Lo que se vende como virtuosa política que ha puesto fin al procés no es más que un apaño corrupto para que éste siga adelante sin posibilidad de vuelta atrás, con un factor añadido: la elaboración siniestra del mensaje de que solo Pedro Sánchez garantizará la paz social mediante la preservación de sus cesiones a los secesionistas, frente a quienes aboguen por la restitución del orden constitucional y la desarticulación de la complicidad del PSOE con los golpistas.

Complicidad que, desde la Ley de Amnistía que pretende borrar sus delitos, se extiende también a los que usaron la violencia en Cataluña en los aciagos días del procés y en los disturbios que siguieron a la sentencia del Supremo contra sus cabecillas. Los violentos de entonces, convertidos en deudores de Sánchez, puede que no duden mucho a la hora de incendiar las calles de nuevo para defender las cesiones de su nuevo líder, incluida la amnistía de sus propios delitos.

Sánchez juega con fuego conscientemente. Ante una posible alternativa democrática a su poder, cree que blandir la amenaza de que sus hoy aliados puedan prender de nuevo la hoguera de la revuelta le servirá de círculo protector, pensando que la opinión pública preferirá la política de apaciguamiento y rendición ante los extremistas, y no su sometimiento a la ley.

Esa es la misma estrategia claudicante puesta en escena en el circo de la fuga de Puigdemont: convencer a los españoles de que permitir la huida del prófugo era un mal menor frente a las consecuencias que hubiera podido tener capturarlo en cumplimiento de la orden de detención del Supremo.
Aquí Sánchez ha jugado deliberadamente a la erosión de la Justicia, promoviendo la imagen de que se puede dar esquinazo a unos señores con toga, cuando éstos están cumpliendo su labor de defendernos a todos mediante la orden de detención contra Puigdemont. A esto anda jugando Sánchez con sus socios desde el comienzo de la legislatura: a dar esquinazo a todos los españoles que creen en el imperio de la ley.

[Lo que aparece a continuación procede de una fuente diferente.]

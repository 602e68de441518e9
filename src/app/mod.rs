//! Application core: pure domain logic, zero I/O.
//!
//! This module contains the business rules for the sorter: the sort
//! controller that orchestrates the FSM and the enable flag.  All
//! interaction with hardware happens through **port traits** defined in
//! [`ports`], keeping this layer fully testable without real peripherals.

pub mod commands;
pub mod events;
pub mod ports;
pub mod service;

Cuando desde el propio poder se postula la especie de que cumplir la ley es una amenaza para la paz social e incumplirla una garantía para la misma, se quiebra en lo más profundo el sentido de la convivencia en democracia, para instaurar un régimen de arbitrariedad, injusticia y desigualdad. El tipo de régimen que solo obedece a una ley: la del más fuerte, esto es, la ley de la jungla en que se había adentrado la política catalana y a la que, por voluntad de Sánchez, se ha adentrado también ya la política española sin remisión aparente.

Pedro Sánchez ha generado una nueva filosofía en relación con el fin y los medios en política. Hoy conocemos ya su extrema convicción de que el poder es un medio para que su poder no tenga fin. Bajo esta convicción disolvente, no hay fundamento democrático que Sánchez no se resista a corromper. Ni siquiera la de la neutralidad de los cuerpos policiales, puesta gravemente en entredicho con el circo de Puigdemont. Como bien señalaba el tuitero Pastrana, «si se decide a quién no detener de forma arbitraria, el siguiente paso es decidir a quién detener de forma arbitraria».

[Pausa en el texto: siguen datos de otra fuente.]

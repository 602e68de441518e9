//! Application service: the hexagonal core.
//!
//! [`SortController`] owns the FSM, the shared context and the enable
//! flag.  It exposes a clean, hardware-agnostic API.  All I/O flows
//! through port traits injected at call sites, making the entire service
//! testable with mock adapters.
//!
//! ```text
//!  SensorPort ──▶ ┌─────────────────────────┐ ──▶ EventSink
//!                 │     SortController      │
//! ActuatorPort ◀──│  FSM · enable · stats   │
//!                 └─────────────────────────┘
//! ```
//!
//! Two layers of API:
//!
//! - [`step`](SortController::step) / [`set_enabled`](SortController::set_enabled)
//!   are pure: snapshot and timestamp in, [`TickOutcome`] out.
//! - [`tick`](SortController::tick) / [`handle_command`](SortController::handle_command)
//!   wrap them with port I/O for the firmware loop.

use heapless::Vec;
use log::{info, warn};

use crate::config::{ConfigError, SorterConfig};
use crate::events::SortEvent;
use crate::fsm::context::{
    elapsed_ms, FsmContext, ItemInProcess, SensorSnapshot, ServoCommand, SortStats,
    MAX_EVENTS_PER_TICK,
};
use crate::fsm::states::build_state_table;
use crate::fsm::{ControllerState, Fsm, StateId};

use super::commands::SorterCommand;
use super::events::{AppEvent, StatusData};
use super::ports::{ActuatorPort, EventSink, SensorPort};

/// What one controller step asks of the outside world.
#[derive(Debug, Clone, Default, PartialEq, Eq)]
pub struct TickOutcome {
    /// Servo command to apply, if the position must change.
    pub command: Option<ServoCommand>,
    /// Transitions taken, in order.
    pub events: Vec<SortEvent, MAX_EVENTS_PER_TICK>,
}

// ───────────────────────────────────────────────────────────────
// SortController
// ───────────────────────────────────────────────────────────────

pub struct SortController {
    fsm: Fsm,
    ctx: FsmContext,
    /// Timestamp of the last status heartbeat.
    last_status_at: u32,
}

impl SortController {
    /// Construct the controller from a validated configuration.
    ///
    /// Does **not** start the FSM: call [`start`](Self::start) next.
    pub fn new(config: SorterConfig) -> Result<Self, ConfigError> {
        config.validate()?;
        let ctx = FsmContext::new(config);
        let fsm = Fsm::new(build_state_table(), StateId::Idle);
        Ok(Self {
            fsm,
            ctx,
            last_status_at: 0,
        })
    }

    // ── Lifecycle ─────────────────────────────────────────────

    /// Drive the servo to rest and start the FSM in `Idle`.
    pub fn start(&mut self, now_ms: u32, hw: &mut impl ActuatorPort, sink: &mut impl EventSink) {
        self.ctx.now_ms = now_ms;
        self.fsm.start(&mut self.ctx);
        self.last_status_at = now_ms;
        hw.set_position(ServoCommand::Idle);
        sink.emit(&AppEvent::Started {
            enabled: self.ctx.enabled,
        });
        info!(
            "SortController started (enabled={}, travel={}ms)",
            self.ctx.enabled, self.ctx.config.travel_ms
        );
    }

    // ── Pure core ─────────────────────────────────────────────

    /// Advance the state machine with one sensor snapshot.
    ///
    /// While disabled this is a no-op that returns an empty outcome.
    pub fn step(&mut self, snapshot: SensorSnapshot, now_ms: u32) -> TickOutcome {
        self.ctx.begin_tick(now_ms, snapshot);
        if self.ctx.enabled {
            self.fsm.tick(&mut self.ctx);
        }
        self.take_outcome()
    }

    /// Change the enable flag.
    ///
    /// Disabling aborts the cycle in progress: the item is dropped, the
    /// FSM returns to `Idle` and the servo is always commanded to rest.
    /// Setting the flag to its current value returns an empty outcome.
    pub fn set_enabled(&mut self, enabled: bool, now_ms: u32) -> TickOutcome {
        self.ctx.now_ms = now_ms;
        self.ctx.command = None;
        self.ctx.events.clear();

        if enabled == self.ctx.enabled {
            return TickOutcome::default();
        }
        self.ctx.enabled = enabled;

        if enabled {
            info!("Sorter enabled @{}ms", now_ms);
            return self.take_outcome();
        }

        let busy = self.fsm.current_state() != StateId::Idle;
        if busy {
            warn!(
                "Sorter disabled during {}, aborting cycle",
                self.fsm.current_name()
            );
            self.fsm.force_transition(StateId::Idle, &mut self.ctx);
            self.ctx.stats.aborted = self.ctx.stats.aborted.wrapping_add(1);
            self.ctx.emit(SortEvent::CycleAborted { at_ms: now_ms });
        } else {
            info!("Sorter disabled @{}ms", now_ms);
        }
        self.ctx.command = Some(ServoCommand::Idle);
        self.last_status_at = now_ms;
        self.take_outcome()
    }

    // ── Port-driven wrappers ──────────────────────────────────

    /// Run one control cycle: read sensors → FSM → actuator → events.
    ///
    /// The `hw` parameter satisfies **both** [`SensorPort`] and
    /// [`ActuatorPort`], which avoids a double mutable borrow while
    /// keeping the port boundary explicit.
    ///
    /// While disabled, sensors are not read and only the status
    /// heartbeat is emitted.
    pub fn tick(
        &mut self,
        now_ms: u32,
        hw: &mut (impl SensorPort + ActuatorPort),
        sink: &mut impl EventSink,
    ) {
        if !self.ctx.enabled {
            self.emit_status_if_due(now_ms, sink);
            return;
        }

        let snapshot = hw.read_all();
        let outcome = self.step(snapshot, now_ms);
        Self::apply(outcome, hw, sink);
    }

    /// Process an external command (button, test harness).
    pub fn handle_command(
        &mut self,
        cmd: SorterCommand,
        now_ms: u32,
        hw: &mut impl ActuatorPort,
        sink: &mut impl EventSink,
    ) {
        let enabled = match cmd {
            SorterCommand::Enable => true,
            SorterCommand::Disable => false,
            SorterCommand::Toggle => !self.ctx.enabled,
        };
        if enabled == self.ctx.enabled {
            return;
        }

        let outcome = self.set_enabled(enabled, now_ms);
        Self::apply(outcome, hw, sink);
        sink.emit(&AppEvent::EnableChanged { enabled });
    }

    // ── Queries ───────────────────────────────────────────────

    /// Coarse controller state.
    pub fn state(&self) -> ControllerState {
        self.fsm.current_state().controller_state()
    }

    /// Fine-grained FSM state.
    pub fn state_id(&self) -> StateId {
        self.fsm.current_state()
    }

    /// The item in flight, present only while awaiting actuation.
    pub fn item(&self) -> Option<ItemInProcess> {
        self.ctx.item
    }

    pub fn is_enabled(&self) -> bool {
        self.ctx.enabled
    }

    pub fn stats(&self) -> &SortStats {
        &self.ctx.stats
    }

    pub fn config(&self) -> &SorterConfig {
        &self.ctx.config
    }

    /// Current status snapshot.
    pub fn status(&self) -> StatusData {
        StatusData {
            enabled: self.ctx.enabled,
            state: self.state(),
            stats: self.ctx.stats,
        }
    }

    // ── Internal ──────────────────────────────────────────────

    fn take_outcome(&mut self) -> TickOutcome {
        TickOutcome {
            command: self.ctx.command.take(),
            events: core::mem::take(&mut self.ctx.events),
        }
    }

    fn apply(outcome: TickOutcome, hw: &mut impl ActuatorPort, sink: &mut impl EventSink) {
        if let Some(command) = outcome.command {
            hw.set_position(command);
        }
        for event in outcome.events {
            sink.emit(&AppEvent::Sort(event));
        }
    }

    fn emit_status_if_due(&mut self, now_ms: u32, sink: &mut impl EventSink) {
        if elapsed_ms(now_ms, self.last_status_at) < self.ctx.config.status_interval_ms {
            return;
        }
        self.last_status_at = now_ms;
        sink.emit(&AppEvent::Status(self.status()));
    }
}
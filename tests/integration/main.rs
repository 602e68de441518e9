//! Integration test driver for `tests/integration/` submodule.
//!
//! Each `mod` below maps to a file that exercises a specific subsystem
//! against mock adapters.  All tests run on the host (x86_64) with no
//! real hardware required.

mod button_tests;
mod controller_tests;
mod mock_hw;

Frente a este tsunami antidemocrático generado en los sótanos de la Moncloa, frente a esta ola gigante de corrupción mafiosa por la que se intercambia poder por impunidad, hará falta anteponer la fuerza de nuestras convicciones en la defensa del Estado de Derecho, con el firme respaldo a todos los que velan por el cumplimiento de la ley.

La Justicia, las Fuerzas y Cuerpos de Seguridad del Estado y todos los funcionarios que garantizan cada día los derechos y libertades reconocidos a los ciudadanos en la España constitucional no pueden claudicar de sus desempeños por la voluntad de un personaje que se resiste a llevarse su colchón de la Moncloa. Sin duda, es preferible que sea el colchón de Sánchez el que acabe en el vertedero y no la España democrática. Al fin y al cabo, Sánchez puede comprarse otro, pero los demás no tenemos otra España que esta.